* [Task statement]: From the listing below, retype exactly the line holding "rejected the configured", the line holding "let effect = wall.configured_effect(&name)?;", and the lines between them; skip everything else.

* [Input material]:
====
//! Master light for the whole wall: power, brightness and effect.

use log::{info, warn};

use crate::device::{ColorWall, Transport};
use crate::error::Result;
use crate::protocol::{EFFECT_NAMES, Effect};

/// Optional changes requested with a turn-on.
#[derive(Debug, Clone, Default, PartialEq, Eq)]
pub struct TurnOn {
    pub brightness: Option<u8>,
    /// Effect display name.
    pub effect: Option<String>,
}

/// Master light adapter.
#[derive(Debug, Clone, PartialEq)]
pub struct WallLight {
    unique_id: String,
    is_on: bool,
    brightness: u8,
    effect: Option<Effect>,
    available: bool,
}

impl WallLight {
    pub const NAME: &'static str = "ColorWall";

    /// Sync with the device and re-send the running effect with its
    /// configured settings, so option changes show up right away.
    pub fn new<T: Transport>(wall: &mut ColorWall<T>) -> Result<Self> {
        wall.update()?;
        info!("ColorWall at {} is available", wall.host());

        let mut light = Self {
            unique_id: format!("{}-main", wall.host()),
            is_on: wall.powered(),
            brightness: 255,
            effect: wall.current_effect().copied(),
            available: true,
        };
        light.send_initial(wall)?;
        Ok(light)
    }

    fn send_initial<T: Transport>(&mut self, wall: &ColorWall<T>) -> Result<()> {
        if let Some(current) = self.effect {
            let configured = wall.configured_effect(current.name())?;
            if !wall.set_effect(&configured)? {
                warn!("{} rejected the configured '{}'", wall.host(), configured.name());
            }
            self.effect = Some(configured);
        }
        Ok(())
    }

    pub fn name(&self) -> &'static str {
        Self::NAME
    }

    pub fn unique_id(&self) -> &str {
        &self.unique_id
    }

    pub fn is_on(&self) -> bool {
        self.is_on
    }

    pub fn brightness(&self) -> u8 {
        self.brightness
    }

    pub fn available(&self) -> bool {
        self.available
    }

    /// Display name of the running effect.
    pub fn effect(&self) -> Option<&'static str> {
        self.effect.map(|e| e.name())
    }

    /// Effects offered for selection, in registry order.
    pub fn effect_list(&self) -> &'static [&'static str] {
        &EFFECT_NAMES
    }

    /// Turn the wall on, optionally changing brightness and effect first.
    ///
    /// The effect is started with its configured settings.
    pub fn turn_on<T: Transport>(&mut self, wall: &ColorWall<T>, request: TurnOn) -> Result<()> {
        if let Some(brightness) = request.brightness {
            self.brightness = brightness;
        }

        if let Some(name) = request.effect {
            let effect = wall.configured_effect(&name)?;
            if !wall.set_effect(&effect)? {
                warn!("{} rejected effect '{}'", wall.host(), name);
            }
            self.effect = Some(effect);
        }

        if !wall.set_power(true, self.brightness)? {
            warn!("{} rejected power on", wall.host());
        }
        self.is_on = true;
        Ok(())
    }

    pub fn turn_off<T: Transport>(&mut self, wall: &ColorWall<T>) -> Result<()> {
        if !wall.set_power(false, self.brightness)? {
            warn!("{} rejected power off", wall.host());
        }
        self.is_on = false;
        Ok(())
    }

    /// Sync with the device. A connection failure marks the light
    /// unavailable instead of failing; other errors are returned.
    pub fn update<T: Transport>(&mut self, wall: &mut ColorWall<T>) -> Result<()> {
        match wall.update() {
            Ok(()) => {
                self.is_on = wall.powered();
                self.brightness = wall.brightness();
                self.effect = wall.current_effect().copied();
                self.available = true;
                Ok(())
            }
            Err(e) if e.is_connection() => {
                warn!("Cannot connect to previously available host {}", wall.host());
                self.available = false;
                Ok(())
            }
            Err(e) => Err(e),
        }
    }
}

#[cfg(test)]
mod tests {
    use super::*;
    use crate::device::transport::mock::MockTransport;
    use crate::protocol::{Colory, EffectKind};

    const POWER_BODY: &str = r#"{"power":true,"brightness":90}"#;
    const PANELS_BODY: &str = r#"[{"id":0,"hue":1,"saturation":2,"brightness":3}]"#;
    const EFFECT_BODY: &str = r#"{"effect":3,"settings":{"type":"Colory","speed":2}}"#;

    fn scripted() -> MockTransport {
        MockTransport::new()
            .reply(200, POWER_BODY)
            .reply(200, PANELS_BODY)
            .reply(200, EFFECT_BODY)
            .reply(200, "")
    }

    #[test]
    fn test_new_resends_configured_effect() {
        let mut wall = ColorWall::with_transport(scripted());
        wall.configure_effect(Effect::Colory(Colory { speed: 8 }));

        let light = WallLight::new(&mut wall).unwrap();
        assert!(light.is_on());
        assert!(light.available());
        assert_eq!(light.unique_id(), "mock-wall-main");
        assert_eq!(light.effect(), Some("Animated tile colors"));

        let request = wall.transport().last_request().unwrap();
        assert_eq!(request.path, "/effect");
        assert!(request.body.unwrap().contains(r#""speed":8"#));
    }

    #[test]
    fn test_turn_on_with_effect() {
        let mut wall = ColorWall::with_transport(scripted());
        let mut light = WallLight::new(&mut wall).unwrap();

        wall.transport().push_reply(200, "");
        wall.transport().push_reply(200, "");
        light
            .turn_on(
                &wall,
                TurnOn {
                    brightness: Some(40),
                    effect: Some("Color wash".into()),
                },
            )
            .unwrap();

        let requests = wall.transport().requests.borrow().clone();
        let effect_req = &requests[requests.len() - 2];
        assert_eq!(effect_req.path, "/effect");
        assert!(effect_req.body.as_ref().unwrap().contains(r#""effect":4"#));

        let power_req = &requests[requests.len() - 1];
        assert_eq!(
            power_req.body.as_deref(),
            Some(r#"{"power":true,"brightness":40}"#)
        );
        assert_eq!(light.brightness(), 40);
        assert_eq!(light.effect(), Some(EffectKind::Wash.name()));
    }

    #[test]
    fn test_turn_on_unknown_effect() {
        let mut wall = ColorWall::with_transport(scripted());
        let mut light = WallLight::new(&mut wall).unwrap();
        let request = TurnOn {
            brightness: None,
            effect: Some("Strobe".into()),
        };
        assert!(light.turn_on(&wall, request).is_err());
    }

    #[test]
    fn test_turn_off_keeps_brightness() {
        let mut wall = ColorWall::with_transport(scripted());
        let mut light = WallLight::new(&mut wall).unwrap();

        wall.transport().push_reply(500, "oops");
        light.turn_off(&wall).unwrap();
        assert!(!light.is_on());
        assert_eq!(
            wall.transport().last_request().unwrap().body.as_deref(),
            Some(r#"{"power":false,"brightness":255}"#)
        );
    }

    #[test]
    fn test_update_marks_unavailable_and_recovers() {
        let mut wall = ColorWall::with_transport(scripted());
        let mut light = WallLight::new(&mut wall).unwrap();

        wall.transport().push_refuse();
        light.update(&mut wall).unwrap();
        assert!(!light.available());

        wall.transport()
            .push_reply(200, r#"{"power":false,"brightness":12}"#);
        wall.transport().push_reply(200, PANELS_BODY);
        wall.transport().push_reply(200, r#"{"effect":2}"#);
        light.update(&mut wall).unwrap();
        assert!(light.available());
        assert!(!light.is_on());
        assert_eq!(light.brightness(), 12);
        assert_eq!(light.effect(), Some("Solid light"));
    }

    #[test]
    fn test_update_unknown_effect_marks_unavailable() {
        let mut wall = ColorWall::with_transport(scripted());
        let mut light = WallLight::new(&mut wall).unwrap();
        assert!(light.available());

        wall.transport().push_reply(200, POWER_BODY);
        wall.transport().push_reply(200, PANELS_BODY);
        wall.transport().push_reply(200, r#"{"effect":42}"#);
        light.update(&mut wall).unwrap();
        assert!(!light.available());
        assert_eq!(light.effect(), Some("Animated tile colors"));
    }

    #[test]
    fn test_effect_list_order() {
        let mut wall = ColorWall::with_transport(scripted());
        let light = WallLight::new(&mut wall).unwrap();
        assert_eq!(light.effect_list()[0], "Smooth line of light");
        assert_eq!(light.effect_list()[5], "Animated rainbow");
    }
}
====
* [Result for this exercise]:
                warn!("{} rejected the configured '{}'", wall.host(), configured.name());
            }
            self.effect = Some(configured);
        }
        Ok(())
    }

    pub fn name(&self) -> &'static str {
        Self::NAME
    }

    pub fn unique_id(&self) -> &str {
        &self.unique_id
    }

    pub fn is_on(&self) -> bool {
        self.is_on
    }

    pub fn brightness(&self) -> u8 {
        self.brightness
    }

    pub fn available(&self) -> bool {
        self.available
    }

    /// Display name of the running effect.
    pub fn effect(&self) -> Option<&'static str> {
        self.effect.map(|e| e.name())
    }

    /// Effects offered for selection, in registry order.
    pub fn effect_list(&self) -> &'static [&'static str] {
        &EFFECT_NAMES
    }

    /// Turn the wall on, optionally changing brightness and effect first.
    ///
    /// The effect is started with its configured settings.
    pub fn turn_on<T: Transport>(&mut self, wall: &ColorWall<T>, request: TurnOn) -> Result<()> {
        if let Some(brightness) = request.brightness {
            self.brightness = brightness;
        }

        if let Some(name) = request.effect {
            let effect = wall.configured_effect(&name)?;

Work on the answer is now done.